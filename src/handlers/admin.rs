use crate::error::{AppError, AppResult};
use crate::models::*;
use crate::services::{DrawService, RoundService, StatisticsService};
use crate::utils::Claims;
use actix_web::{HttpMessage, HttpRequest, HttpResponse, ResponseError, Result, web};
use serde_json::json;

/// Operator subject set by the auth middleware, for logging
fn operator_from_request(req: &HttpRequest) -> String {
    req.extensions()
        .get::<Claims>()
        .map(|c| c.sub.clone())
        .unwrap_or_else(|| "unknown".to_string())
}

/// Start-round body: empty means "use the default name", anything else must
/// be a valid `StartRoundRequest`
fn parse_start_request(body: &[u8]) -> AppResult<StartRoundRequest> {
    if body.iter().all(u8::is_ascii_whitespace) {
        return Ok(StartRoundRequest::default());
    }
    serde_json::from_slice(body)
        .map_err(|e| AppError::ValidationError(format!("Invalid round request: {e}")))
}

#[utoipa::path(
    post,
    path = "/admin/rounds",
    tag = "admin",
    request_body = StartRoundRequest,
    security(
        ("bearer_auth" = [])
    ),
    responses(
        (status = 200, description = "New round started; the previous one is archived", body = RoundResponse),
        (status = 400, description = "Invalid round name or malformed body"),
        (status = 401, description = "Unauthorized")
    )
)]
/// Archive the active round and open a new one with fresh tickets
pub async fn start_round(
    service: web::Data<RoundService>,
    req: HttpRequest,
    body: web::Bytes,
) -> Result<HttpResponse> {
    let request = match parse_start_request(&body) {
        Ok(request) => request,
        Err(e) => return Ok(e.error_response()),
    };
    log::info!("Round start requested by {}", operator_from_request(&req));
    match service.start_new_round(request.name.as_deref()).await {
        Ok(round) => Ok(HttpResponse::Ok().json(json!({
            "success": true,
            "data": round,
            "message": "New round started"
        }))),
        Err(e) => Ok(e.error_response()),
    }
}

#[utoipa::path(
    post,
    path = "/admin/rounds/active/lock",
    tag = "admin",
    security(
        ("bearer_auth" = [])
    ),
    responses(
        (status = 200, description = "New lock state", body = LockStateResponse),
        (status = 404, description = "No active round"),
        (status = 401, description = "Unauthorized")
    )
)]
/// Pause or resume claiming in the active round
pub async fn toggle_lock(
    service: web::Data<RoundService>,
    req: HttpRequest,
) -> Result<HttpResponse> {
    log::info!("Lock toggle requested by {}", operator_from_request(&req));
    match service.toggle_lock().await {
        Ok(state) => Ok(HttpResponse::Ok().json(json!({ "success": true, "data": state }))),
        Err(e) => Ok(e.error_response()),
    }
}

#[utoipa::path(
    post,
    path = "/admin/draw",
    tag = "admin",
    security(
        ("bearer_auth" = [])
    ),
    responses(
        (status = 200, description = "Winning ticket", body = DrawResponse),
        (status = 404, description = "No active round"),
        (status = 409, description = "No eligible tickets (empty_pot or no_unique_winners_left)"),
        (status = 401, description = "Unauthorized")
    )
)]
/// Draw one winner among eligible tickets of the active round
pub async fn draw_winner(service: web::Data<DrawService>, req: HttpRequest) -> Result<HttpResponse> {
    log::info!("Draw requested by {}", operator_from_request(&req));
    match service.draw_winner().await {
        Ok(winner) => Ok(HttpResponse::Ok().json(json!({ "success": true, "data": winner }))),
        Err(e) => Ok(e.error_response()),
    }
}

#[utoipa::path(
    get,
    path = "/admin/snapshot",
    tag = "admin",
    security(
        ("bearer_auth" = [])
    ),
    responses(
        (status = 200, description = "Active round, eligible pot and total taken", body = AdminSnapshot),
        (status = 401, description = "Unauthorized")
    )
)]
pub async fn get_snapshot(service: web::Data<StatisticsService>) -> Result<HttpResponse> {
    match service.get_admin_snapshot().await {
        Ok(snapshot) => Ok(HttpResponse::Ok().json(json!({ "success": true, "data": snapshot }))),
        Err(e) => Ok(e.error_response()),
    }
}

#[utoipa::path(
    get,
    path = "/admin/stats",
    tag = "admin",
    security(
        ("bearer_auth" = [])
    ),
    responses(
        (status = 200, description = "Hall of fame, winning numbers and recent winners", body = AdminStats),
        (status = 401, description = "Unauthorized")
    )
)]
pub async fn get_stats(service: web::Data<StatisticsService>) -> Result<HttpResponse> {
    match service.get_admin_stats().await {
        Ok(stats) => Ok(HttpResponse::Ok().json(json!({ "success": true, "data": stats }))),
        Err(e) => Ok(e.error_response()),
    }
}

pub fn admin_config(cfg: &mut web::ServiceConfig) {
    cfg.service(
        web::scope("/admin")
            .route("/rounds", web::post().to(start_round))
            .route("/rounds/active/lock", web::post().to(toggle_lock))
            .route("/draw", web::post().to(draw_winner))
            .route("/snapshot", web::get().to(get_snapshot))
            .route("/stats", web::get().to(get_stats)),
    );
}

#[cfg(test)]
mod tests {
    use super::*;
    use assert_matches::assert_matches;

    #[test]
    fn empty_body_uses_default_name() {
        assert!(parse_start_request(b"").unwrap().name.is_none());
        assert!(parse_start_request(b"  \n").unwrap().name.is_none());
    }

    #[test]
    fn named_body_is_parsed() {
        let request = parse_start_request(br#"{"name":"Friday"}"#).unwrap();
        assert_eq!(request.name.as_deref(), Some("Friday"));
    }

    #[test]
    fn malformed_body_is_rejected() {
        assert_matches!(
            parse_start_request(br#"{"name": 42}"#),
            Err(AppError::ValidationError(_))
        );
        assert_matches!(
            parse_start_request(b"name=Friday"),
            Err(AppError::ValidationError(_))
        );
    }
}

### Assigned task
Would you copy every line of the entries that includes the word "tickets"?

### Answer space
/// Archive the active round and open a new one with fresh tickets
        (status = 409, description = "No eligible tickets (empty_pot or no_unique_winners_left)"),
/// Draw one winner among eligible tickets of the active round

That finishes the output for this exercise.